Saturday, December 31, 2011

Year-End Whereabouts

Hello, brothers and sisters and constant readers. It's a wet and lukewarm day for New Year's Eve, but nothing can quench the living flame of love that shoots from the heart of the world, Jesus, and from the Spirit of God, to kindle the hearts of all people of good will. Here's to a new year guided by the Spirit of God, the Spirit given to live in us.

It's another catch-my-breath day after a catch-me-if-you-can day. Arose before 7:30 this morning to the soft grey daylight, and this time I recited morning prayer privately in the San Lorenzo chapel, instead of in transit. Had a quiet breakfast and quick chat with the brother guardian about yesterday's outings and plans for today and New Year's Day. I may have dinner with a few friars tomorrow evening before returning to Brooklyn with my postulant brother, who is driving into town from Maine today. I'll be lunching with a friend in Harvard Square and moviegoing with another friend on Boston Common before that. And there's Sunday morning Mass, of course.

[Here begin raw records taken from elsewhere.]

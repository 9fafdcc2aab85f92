//! Metrics definitions for the relay.

use shared::metrics_defs::{MetricDef, MetricType};

pub const DEVICE_REQUESTS: MetricDef = MetricDef {
    name: "relay.devices.requests",
    metric_type: MetricType::Counter,
    description: "Number of requests served by the device listing route",
};

pub const UNAUTHORIZED_REQUESTS: MetricDef = MetricDef {
    name: "relay.devices.unauthorized",
    metric_type: MetricType::Counter,
    description: "Number of device listing requests rejected for a missing or wrong bearer token",
};

pub const UPSTREAM_FAILURES: MetricDef = MetricDef {
    name: "relay.upstream.failures",
    metric_type: MetricType::Counter,
    description: "Number of failed calls to the Tailscale API",
};

pub const UPSTREAM_DURATION: MetricDef = MetricDef {
    name: "relay.upstream.duration",
    metric_type: MetricType::Histogram,
    description: "Time to complete a Tailscale API device listing in seconds",
};

pub const SKIPPED_DEVICES: MetricDef = MetricDef {
    name: "relay.devices.skipped",
    metric_type: MetricType::Counter,
    description: "Number of upstream devices dropped because they had no address",
};

pub const ALL_METRICS: &[MetricDef] = &[
    DEVICE_REQUESTS,
    UNAUTHORIZED_REQUESTS,
    UPSTREAM_FAILURES,
    UPSTREAM_DURATION,
    SKIPPED_DEVICES,
];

But I am getting ahead of myself. Today I'm reading and blogging at the friary until mid-afternoon. I may return to the Boston Public Library for a change of venue. My final destination is The Dugout Cafe, across the street from Boston University School of Theology, for evening worship and dinner at The Pub Church with my Christian theologian and seeker friends.

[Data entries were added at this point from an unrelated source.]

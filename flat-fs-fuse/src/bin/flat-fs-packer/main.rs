mod cli;

use std::fs;
use std::io::{self, Write};
use std::path::Path;

use clap::Parser;
use flat_fs::{DirEntryType, Error, FlatFileSystem, MountOptions};
use flat_fs_fuse::{mount, open_or_format};
use typed_bytesize::ByteSizeIec;

use self::cli::{Cli, Command};

/// 每次写入的字节数
const CHUNK: usize = 64 * 1024;

fn main() -> io::Result<()> {
    env_logger::init();

    let cli = Cli::parse();
    let options = MountOptions {
        uid: cli.uid,
        gid: cli.gid,
        ..Default::default()
    };

    match cli.command {
        Command::Pack { source, size_mib } => {
            let size = ByteSizeIec::mib(size_mib).0;
            let mut fs = open_or_format(&cli.image, size, options)?;
            pack(&mut fs, &source)?;
            fs.sync().map_err(io::Error::other)?;
        }
        Command::Ls => {
            let mut fs = mount(&cli.image, options)?;
            ls(&mut fs)?;
        }
        Command::Cat { name } => {
            let mut fs = mount(&cli.image, options)?;
            cat(&mut fs, &name)?;
        }
        Command::Rm { name } => {
            let mut fs = mount(&cli.image, options)?;
            fs.unlink(&format!("/{name}")).map_err(io::Error::other)?;
        }
    }

    Ok(())
}

fn pack(fs: &mut FlatFileSystem, source: &Path) -> io::Result<()> {
    for entry in fs::read_dir(source)? {
        let entry = entry?;
        if !entry.file_type()?.is_file() {
            continue;
        }
        let Some(name) = entry.file_name().to_str().map(str::to_owned) else {
            log::warn!("skip non UTF-8 name {:?}", entry.file_name());
            continue;
        };

        let data = fs::read(entry.path())?;
        log::info!("pack {name} ({} bytes)", data.len());

        let path = format!("/{name}");
        match fs.create(&path, 0o644) {
            Ok(_) => (),
            Err(Error::AlreadyExists) => fs.truncate(&path, 0).map_err(io::Error::other)?,
            Err(e) => return Err(io::Error::other(e)),
        }

        let fh = fs.open(&path).map_err(io::Error::other)?;
        let mut offset = 0;
        for chunk in data.chunks(CHUNK) {
            if let Err(e) = fs.write(fh, offset, chunk) {
                let _ = fs.release(fh);
                return Err(io::Error::other(e));
            }
            offset += chunk.len() as u64;
        }
        fs.release(fh).map_err(io::Error::other)?;
    }

    Ok(())
}

fn ls(fs: &mut FlatFileSystem) -> io::Result<()> {
    let entries = fs.list("/").map_err(io::Error::other)?;
    let mut stdout = io::stdout().lock();
    for entry in entries {
        if entry.ty == DirEntryType::Directory {
            continue;
        }
        let stat = fs
            .getattr(&format!("/{}", entry.name))
            .map_err(io::Error::other)?;
        writeln!(stdout, "{:o} {:>10} {}", stat.st_mode(), stat.size, entry.name)?;
    }

    let stat = fs.stat_fs();
    writeln!(stdout, "{}/{} blocks free", stat.free_blocks, stat.blocks)
}

fn cat(fs: &mut FlatFileSystem, name: &str) -> io::Result<()> {
    let path = format!("/{name}");
    let size = fs.getattr(&path).map_err(io::Error::other)?.size;
    let fh = fs.open(&path).map_err(io::Error::other)?;

    let mut stdout = io::stdout().lock();
    let mut buf = vec![0; CHUNK];
    let mut offset = 0;
    while offset < size {
        let n = match fs.read(fh, offset, &mut buf) {
            Ok(0) => break,
            Ok(n) => n,
            Err(e) => {
                let _ = fs.release(fh);
                return Err(io::Error::other(e));
            }
        };
        stdout.write_all(&buf[..n])?;
        offset += n as u64;
    }

    fs.release(fh).map_err(io::Error::other)
}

What is a pub church? It meets in a bar or tavern instead of a building consecrated by the Church for public and sacramental worship. It is a church for persons who find it difficult or impossible to encounter the living God as encountered in the apostolic and ecclesiastical traditions of institutional Christianity, whether Catholic, Orthodox, or Protestant. It is, in my view, a "primitive" church in that it dispenses with many of the doctrinal and liturgical developments of later centuries, treating them as human accretions, receiving nothing except what the Spirit of God gives the Church at the present moment, as at its origin in Christ, as its truth and life. It is a church thoroughly inculturated, and it is deeply missional. It bears, I believe, some affinity with the emerging church phenomenon, which aims for a post-denominational, non-hierarchical form of Christian community. This pub church is organized by one of my BU friends, a doctoral student at the School of Theology, and her companions. I have been meaning to visit her church for some time, so to extend and receive the Spirit's friendship and fellowship, and also better to know my understanding of Church as a Catholic.

Following Pub Church our group will adjourn to my friend's house in Cambridge to greet 2012. To all, be safe, be smart, and be well on this first night of the new year.

***

This has been a momentous year, and I anticipate many more little earthquakes of the Spirit in 2012.

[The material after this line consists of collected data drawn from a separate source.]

use block_dev::DeviceError;
use derive_more::Display;

#[derive(Debug, Clone, Copy, PartialEq, Eq, Display)]
pub enum Error {
    /// 名称没有对应的活动目录项
    #[display(fmt = "no such file")]
    NotFound,
    #[display(fmt = "file already exists")]
    AlreadyExists,
    #[display(fmt = "file name too long")]
    NameTooLong,
    /// 名称为空或含有`\0`
    #[display(fmt = "invalid file name")]
    InvalidName,
    #[display(fmt = "is a directory")]
    IsADirectory,
    #[display(fmt = "not a directory")]
    NotADirectory,
    /// 目录表没有空槽
    #[display(fmt = "directory table is full")]
    DirectoryFull,
    /// 对打开中的文件执行了被禁止的操作
    #[display(fmt = "file is open")]
    Busy,
    #[display(fmt = "too many open files")]
    TooManyOpenFiles,
    /// 句柄无效或已释放
    #[display(fmt = "file is not open")]
    NotOpen,
    /// 读取没有数据块的文件
    #[display(fmt = "file has no data")]
    NoData,
    /// 位图中已无空闲数据块
    #[display(fmt = "no space left on volume")]
    NoSpace,
    #[display(fmt = "volume too small")]
    VolumeTooSmall,
    #[display(fmt = "corrupted block chain")]
    CorruptChain,
    #[display(fmt = "corrupted volume")]
    CorruptVolume,
    #[display(fmt = "{}", _0)]
    Io(DeviceError),
}

impl core::error::Error for Error {}

impl From<DeviceError> for Error {
    fn from(err: DeviceError) -> Self {
        Self::Io(err)
    }
}

/// Linux上的错误码
pub mod errno {
    pub const ENOENT: i32 = 2;
    pub const EIO: i32 = 5;
    pub const EBADF: i32 = 9;
    pub const EACCES: i32 = 13;
    pub const EEXIST: i32 = 17;
    pub const ENOTDIR: i32 = 20;
    pub const EISDIR: i32 = 21;
    pub const EINVAL: i32 = 22;
    pub const EMFILE: i32 = 24;
    pub const ENOSPC: i32 = 28;
    pub const ENAMETOOLONG: i32 = 36;
}

impl Error {
    /// 适配层返回给内核的错误码（正值）。
    pub const fn errno(&self) -> i32 {
        match self {
            Self::NotFound => errno::ENOENT,
            Self::AlreadyExists => errno::EEXIST,
            Self::NameTooLong => errno::ENAMETOOLONG,
            Self::InvalidName => errno::EINVAL,
            Self::IsADirectory => errno::EISDIR,
            Self::NotADirectory => errno::ENOTDIR,
            Self::DirectoryFull => errno::ENOSPC,
            Self::Busy => errno::EACCES,
            Self::TooManyOpenFiles => errno::EMFILE,
            Self::NotOpen => errno::EBADF,
            Self::NoData => errno::EBADF,
            Self::NoSpace => errno::ENOSPC,
            Self::VolumeTooSmall => errno::EINVAL,
            Self::CorruptChain => errno::EIO,
            Self::CorruptVolume => errno::EIO,
            Self::Io(_) => errno::EIO,
        }
    }
}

It is a great blessing to have such a strong formation program to steady the soul through the transition into religious life. As I have said before, there is no place I would rather be now than in fraternity with the Capuchins. This is the right call, the right place, and the right time.

To all my brothers in religion: Thank you for guiding me into postulancy and, God willing, onward to novitiate. I will keep you in my grateful prayers as you keep me in yours.

I'll see you soon in Brooklyn ... until then, I wish you peace and all good things from my beloved Boston!